La veille, le président Volodymyr Zelenskyi a déclaré que les dernières nouvelles concernant une nouvelle réduction des livraisons russes à l’Europe sont la preuve que « c’est une guerre ouverte du gaz que la Russie mène contre une Europe unie ».

Le président ukrainien a également appelé à « riposter ».

« Ne réfléchissez pas à la manière de rendre une turbine, mais renforcez les sanctions. Faites tout pour limiter les revenus russes non seulement du gaz et du pétrole, mais aussi de toute exportation qui reste encore. Et pour rompre autant que possible les liens commerciaux avec la Russie, parce que tout le monde une telle connexion est un moyen potentiel de pression sur la Russie. »

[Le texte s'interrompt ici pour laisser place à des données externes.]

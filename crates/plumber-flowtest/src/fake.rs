//! In-memory cluster used by multi-step controller tests
//!
//! Behaves like a tiny API server: creates conflict on existing names, lists
//! honour equality label selectors and status patches merge.

use std::collections::BTreeMap;
use std::sync::Mutex;

use async_trait::async_trait;
use k8s_openapi::api::core::v1::{ConfigMap, Pod, Service};
use kube::core::ErrorResponse;
use kube::ResourceExt;

use plumber_common::crd::{FlowStatus, FlowTest, FlowTestStatus};
use plumber_common::{Error, Result};

use crate::client::{KubeClient, OwnedKind};
use crate::pipeline::{PipelineFlow, PipelineKind, PipelineOutput};

type Key = (String, String);
type KindKey = (PipelineKind, String, String);

#[derive(Default)]
struct State {
    flow_tests: BTreeMap<String, FlowTest>,
    pods: BTreeMap<Key, Pod>,
    config_maps: BTreeMap<Key, ConfigMap>,
    services: BTreeMap<Key, Service>,
    flows: BTreeMap<KindKey, PipelineFlow>,
    outputs: BTreeMap<KindKey, PipelineOutput>,
    fail_deletes: bool,
}

#[derive(Default)]
pub struct FakeKube {
    state: Mutex<State>,
}

fn api_error(code: u16, reason: &str, message: String) -> Error {
    Error::from(kube::Error::Api(ErrorResponse {
        status: "Failure".to_string(),
        message,
        reason: reason.to_string(),
        code,
    }))
}

fn key_of<K: ResourceExt>(obj: &K) -> Key {
    (obj.namespace().unwrap_or_default(), obj.name_any())
}

fn selector_matches(selector: &str, labels: &BTreeMap<String, String>) -> bool {
    selector
        .split(',')
        .filter(|term| !term.is_empty())
        .all(|term| match term.split_once('=') {
            Some((k, v)) => labels.get(k).map(String::as_str) == Some(v),
            None => labels.contains_key(term),
        })
}

fn insert_new<V: Clone>(map: &mut BTreeMap<Key, V>, key: Key, value: &V) -> Result<()> {
    if map.contains_key(&key) {
        return Err(api_error(409, "AlreadyExists", format!("{} already exists", key.1)));
    }
    map.insert(key, value.clone());
    Ok(())
}

fn remove_labeled<V, F>(map: &mut BTreeMap<Key, V>, selector: &str, labels: F) -> usize
where
    F: Fn(&V) -> BTreeMap<String, String>,
{
    let before = map.len();
    map.retain(|_, v| !selector_matches(selector, &labels(v)));
    before - map.len()
}

impl FakeKube {
    pub fn new() -> Self {
        Self::default()
    }

    fn lock(&self) -> std::sync::MutexGuard<'_, State> {
        self.state.lock().expect("fake state mutex poisoned")
    }

    pub fn add_flow_test(&self, ft: FlowTest) {
        self.lock().flow_tests.insert(ft.name_any(), ft);
    }

    pub fn flow_test(&self, name: &str) -> FlowTest {
        self.lock()
            .flow_tests
            .get(name)
            .cloned()
            .expect("flow test should exist in fake")
    }

    pub fn update_flow_test(&self, name: &str, f: impl FnOnce(&mut FlowTest)) {
        let mut state = self.lock();
        let ft = state
            .flow_tests
            .get_mut(name)
            .expect("flow test should exist in fake");
        f(ft);
    }

    pub fn add_pod(&self, pod: Pod) {
        self.lock().pods.insert(key_of(&pod), pod);
    }

    pub fn add_flow(&self, flow: PipelineFlow) {
        let key = (
            flow.kind(),
            flow.namespace().unwrap_or_default(),
            flow.name(),
        );
        self.lock().flows.insert(key, flow);
    }

    pub fn set_fail_deletes(&self, fail: bool) {
        self.lock().fail_deletes = fail;
    }

    pub fn pod_names(&self) -> Vec<String> {
        self.lock().pods.keys().map(|(_, n)| n.clone()).collect()
    }

    pub fn config_map_names(&self) -> Vec<String> {
        self.lock().config_maps.keys().map(|(_, n)| n.clone()).collect()
    }

    pub fn service_names(&self) -> Vec<String> {
        self.lock().services.keys().map(|(_, n)| n.clone()).collect()
    }

    /// Names of every flow carrying a label, i.e. not a hand-made reference
    pub fn slice_flow_names(&self) -> Vec<String> {
        self.lock()
            .flows
            .values()
            .filter(|f| !f.labels().is_empty())
            .map(|f| f.name())
            .collect()
    }

    pub fn output_names(&self) -> Vec<String> {
        self.lock().outputs.values().map(|o| o.name()).collect()
    }

    pub fn outputs(&self) -> Vec<PipelineOutput> {
        self.lock().outputs.values().cloned().collect()
    }
}

#[async_trait]
impl KubeClient for FakeKube {
    async fn patch_status(&self, flow_test: &FlowTest, status: &FlowTestStatus) -> Result<()> {
        let mut state = self.lock();
        let stored = state
            .flow_tests
            .get_mut(&flow_test.name_any())
            .ok_or_else(|| api_error(404, "NotFound", flow_test.name_any()))?;
        let current = stored.status.get_or_insert_with(Default::default);
        if status.status.is_some() {
            current.status = status.status;
        }
        if !status.match_status.is_empty() {
            current.match_status = status.match_status.clone();
        }
        if !status.filter_status.is_empty() {
            current.filter_status = status.filter_status.clone();
        }
        Ok(())
    }

    async fn add_finalizer(&self, flow_test: &FlowTest, finalizer: &str) -> Result<()> {
        let mut state = self.lock();
        let stored = state
            .flow_tests
            .get_mut(&flow_test.name_any())
            .ok_or_else(|| api_error(404, "NotFound", flow_test.name_any()))?;
        let finalizers = stored.metadata.finalizers.get_or_insert_with(Vec::new);
        if !finalizers.iter().any(|f| f == finalizer) {
            finalizers.push(finalizer.to_string());
        }
        Ok(())
    }

    async fn remove_finalizer(&self, flow_test: &FlowTest, finalizer: &str) -> Result<()> {
        let mut state = self.lock();
        if let Some(stored) = state.flow_tests.get_mut(&flow_test.name_any()) {
            if let Some(finalizers) = stored.metadata.finalizers.as_mut() {
                finalizers.retain(|f| f != finalizer);
            }
        }
        Ok(())
    }

    async fn list_flow_tests(&self) -> Result<Vec<FlowTest>> {
        Ok(self.lock().flow_tests.values().cloned().collect())
    }

    async fn get_pod(&self, namespace: &str, name: &str) -> Result<Option<Pod>> {
        Ok(self
            .lock()
            .pods
            .get(&(namespace.to_string(), name.to_string()))
            .cloned())
    }

    async fn get_flow(
        &self,
        kind: PipelineKind,
        namespace: &str,
        name: &str,
    ) -> Result<Option<PipelineFlow>> {
        Ok(self
            .lock()
            .flows
            .get(&(kind, namespace.to_string(), name.to_string()))
            .cloned())
    }

    async fn create_config_map(&self, config_map: &ConfigMap) -> Result<()> {
        insert_new(&mut self.lock().config_maps, key_of(config_map), config_map)
    }

    async fn create_pod(&self, pod: &Pod) -> Result<()> {
        insert_new(&mut self.lock().pods, key_of(pod), pod)
    }

    async fn create_service(&self, service: &Service) -> Result<()> {
        insert_new(&mut self.lock().services, key_of(service), service)
    }

    async fn create_flow(&self, flow: &PipelineFlow) -> Result<()> {
        let key = (flow.kind(), flow.namespace().unwrap_or_default(), flow.name());
        let mut state = self.lock();
        if state.flows.contains_key(&key) {
            return Err(api_error(409, "AlreadyExists", flow.name()));
        }
        state.flows.insert(key, flow.clone());
        Ok(())
    }

    async fn create_output(&self, output: &PipelineOutput) -> Result<()> {
        let kind = match output {
            PipelineOutput::Output(_) => PipelineKind::Flow,
            PipelineOutput::ClusterOutput(_) => PipelineKind::ClusterFlow,
        };
        let key = (kind, output.namespace().unwrap_or_default(), output.name());
        let mut state = self.lock();
        if state.outputs.contains_key(&key) {
            return Err(api_error(409, "AlreadyExists", output.name()));
        }
        state.outputs.insert(key, output.clone());
        Ok(())
    }

    async fn list_flows(&self, kind: PipelineKind, selector: &str) -> Result<Vec<PipelineFlow>> {
        Ok(self
            .lock()
            .flows
            .iter()
            .filter(|((k, _, _), f)| *k == kind && selector_matches(selector, f.labels()))
            .map(|(_, f)| f.clone())
            .collect())
    }

    async fn delete_flow(&self, flow: &PipelineFlow) -> Result<()> {
        let mut state = self.lock();
        if state.fail_deletes {
            return Err(api_error(500, "InternalError", "injected".to_string()));
        }
        state
            .flows
            .remove(&(flow.kind(), flow.namespace().unwrap_or_default(), flow.name()));
        Ok(())
    }

    async fn deactivate_flow(&self, flow: &PipelineFlow) -> Result<()> {
        let mut state = self.lock();
        let key = (flow.kind(), flow.namespace().unwrap_or_default(), flow.name());
        let inactive = Some(FlowStatus {
            active: Some(false),
        });
        match state.flows.get_mut(&key) {
            Some(PipelineFlow::Flow(f)) => f.status = inactive,
            Some(PipelineFlow::ClusterFlow(f)) => f.status = inactive,
            None => return Err(api_error(404, "NotFound", flow.name())),
        }
        Ok(())
    }

    async fn delete_labeled(&self, kind: OwnedKind, selector: &str) -> Result<usize> {
        let mut state = self.lock();
        if state.fail_deletes {
            return Err(api_error(500, "InternalError", "injected".to_string()));
        }
        let removed = match kind {
            OwnedKind::Pod => remove_labeled(&mut state.pods, selector, |p| p.labels().clone()),
            OwnedKind::ConfigMap => {
                remove_labeled(&mut state.config_maps, selector, |c| c.labels().clone())
            }
            OwnedKind::Service => {
                remove_labeled(&mut state.services, selector, |s| s.labels().clone())
            }
            OwnedKind::Flow | OwnedKind::ClusterFlow => {
                let wanted = if kind == OwnedKind::Flow {
                    PipelineKind::Flow
                } else {
                    PipelineKind::ClusterFlow
                };
                let before = state.flows.len();
                state
                    .flows
                    .retain(|(k, _, _), f| *k != wanted || !selector_matches(selector, f.labels()));
                before - state.flows.len()
            }
            OwnedKind::Output | OwnedKind::ClusterOutput => {
                let wanted = if kind == OwnedKind::Output {
                    PipelineKind::Flow
                } else {
                    PipelineKind::ClusterFlow
                };
                let before = state.outputs.len();
                state.outputs.retain(|(k, _, _), o| {
                    let labels = match o {
                        PipelineOutput::Output(o) => o.labels().clone(),
                        PipelineOutput::ClusterOutput(o) => o.labels().clone(),
                    };
                    *k != wanted || !selector_matches(selector, &labels)
                });
                before - state.outputs.len()
            }
        };
        Ok(removed)
    }
}
//! Ownership labels
//!
//! Every object the controller creates is identified by labels only (no owner
//! references), so label construction lives in exactly one place. Cleanup and
//! verification select on the same keys this module writes.

use std::collections::BTreeMap;

/// Label domain used for plumber-specific keys
pub const DOMAIN: &str = "loggingpipelineplumber.isala.me";

/// `app.kubernetes.io/name`
pub const NAME_LABEL: &str = "app.kubernetes.io/name";
/// `app.kubernetes.io/created-by`
pub const CREATED_BY_LABEL: &str = "app.kubernetes.io/created-by";
/// `app.kubernetes.io/managed-by`
pub const MANAGED_BY_LABEL: &str = "app.kubernetes.io/managed-by";
/// Name of the owning FlowTest
pub const FLOWTEST_LABEL: &str = "loggingpipelineplumber.isala.me/flowtest";
/// UID of the owning FlowTest
pub const FLOWTEST_UID_LABEL: &str = "loggingpipelineplumber.isala.me/flowtest-uuid";
/// Slice sequence number within a FlowTest
pub const TEST_ID_LABEL: &str = "loggingpipelineplumber.isala.me/test-id";
/// Slice kind, see [`TestType`]
pub const TEST_TYPE_LABEL: &str = "loggingpipelineplumber.isala.me/test-type";
/// Component of shared infrastructure
pub const COMPONENT_LABEL: &str = "loggingpipelineplumber.isala.me/component";

/// Value of [`CREATED_BY_LABEL`]
pub const CREATED_BY: &str = "logging-plumber";
/// Value of [`MANAGED_BY_LABEL`]
pub const MANAGED_BY: &str = "logging-pipeline-plumber";
/// Value of [`COMPONENT_LABEL`] on the shared aggregator
pub const AGGREGATOR_COMPONENT: &str = "log-aggregator";

/// Identity of the FlowTest that owns an object
#[derive(Clone, Copy, Debug, PartialEq, Eq)]
pub struct Owner<'a> {
    /// FlowTest name
    pub name: &'a str,
    /// FlowTest UID
    pub uid: &'a str,
}

/// Which part of a reference pipeline a slice exercises
#[derive(Clone, Copy, Debug, PartialEq, Eq, Hash)]
pub enum TestType {
    /// Slice isolating a single match rule
    Match,
    /// Slice applying a prefix of the filter chain
    Filter,
}

impl TestType {
    /// Label value for this test type
    pub fn as_str(&self) -> &'static str {
        match self {
            Self::Match => "match",
            Self::Filter => "filter",
        }
    }

    /// Parse a label value
    pub fn from_label(value: &str) -> Option<Self> {
        match value {
            "match" => Some(Self::Match),
            "filter" => Some(Self::Filter),
            _ => None,
        }
    }
}

impl std::fmt::Display for TestType {
    fn fmt(&self, f: &mut std::fmt::Formatter<'_>) -> std::fmt::Result {
        f.write_str(self.as_str())
    }
}

/// Build the ownership labels for an object
///
/// `extra` maps are merged in order, then the fixed keys are written on top:
/// a caller-supplied map can never override ownership.
pub fn ownership_labels(
    name: &str,
    owner: Option<Owner<'_>>,
    extra: &[&BTreeMap<String, String>],
) -> BTreeMap<String, String> {
    let mut labels = BTreeMap::new();
    for map in extra {
        labels.extend(map.iter().map(|(k, v)| (k.clone(), v.clone())));
    }

    labels.insert(NAME_LABEL.to_string(), name.to_string());
    labels.insert(CREATED_BY_LABEL.to_string(), CREATED_BY.to_string());
    labels.insert(MANAGED_BY_LABEL.to_string(), MANAGED_BY.to_string());
    if let Some(owner) = owner {
        labels.insert(FLOWTEST_LABEL.to_string(), owner.name.to_string());
        labels.insert(FLOWTEST_UID_LABEL.to_string(), owner.uid.to_string());
    }
    labels
}

/// Labels for a single slice: ownership plus test id and type
pub fn slice_labels(
    reference_name: &str,
    owner: Owner<'_>,
    test_id: usize,
    test_type: TestType,
) -> BTreeMap<String, String> {
    let slice = BTreeMap::from([
        (TEST_ID_LABEL.to_string(), test_id.to_string()),
        (TEST_TYPE_LABEL.to_string(), test_type.as_str().to_string()),
    ]);
    ownership_labels(reference_name, Some(owner), &[&slice])
}

/// Labels of the shared log aggregator Pod and Service
pub fn aggregator_labels(name: &str) -> BTreeMap<String, String> {
    let component = BTreeMap::from([(
        COMPONENT_LABEL.to_string(),
        AGGREGATOR_COMPONENT.to_string(),
    )]);
    ownership_labels(name, None, &[&component])
}

/// Selector matching every object owned by the named FlowTest
pub fn flow_test_selector(flow_test: &str) -> String {
    format!("{FLOWTEST_LABEL}={flow_test}")
}

/// Selector matching the shared aggregator objects
pub fn aggregator_selector() -> String {
    format!("{COMPONENT_LABEL}={AGGREGATOR_COMPONENT}")
}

Si la pression sur la Russie ne diminue pas, mais augmente, et que l’UE parvient à maintenir son unité, cet hiver sera la dernière fois que la Russie pourra utiliser du gaz pour faire pression sur l’Europe, a déclaré le ministre ukrainien de l’Énergie Herman Galushchenko, qui rencontré ses collègues européens à Bruxelles. Il estime que, comme la guerre que la Russie a déclenchée en Ukraine, cette guerre énergétique peut aussi être gagnée grâce à la solidarité.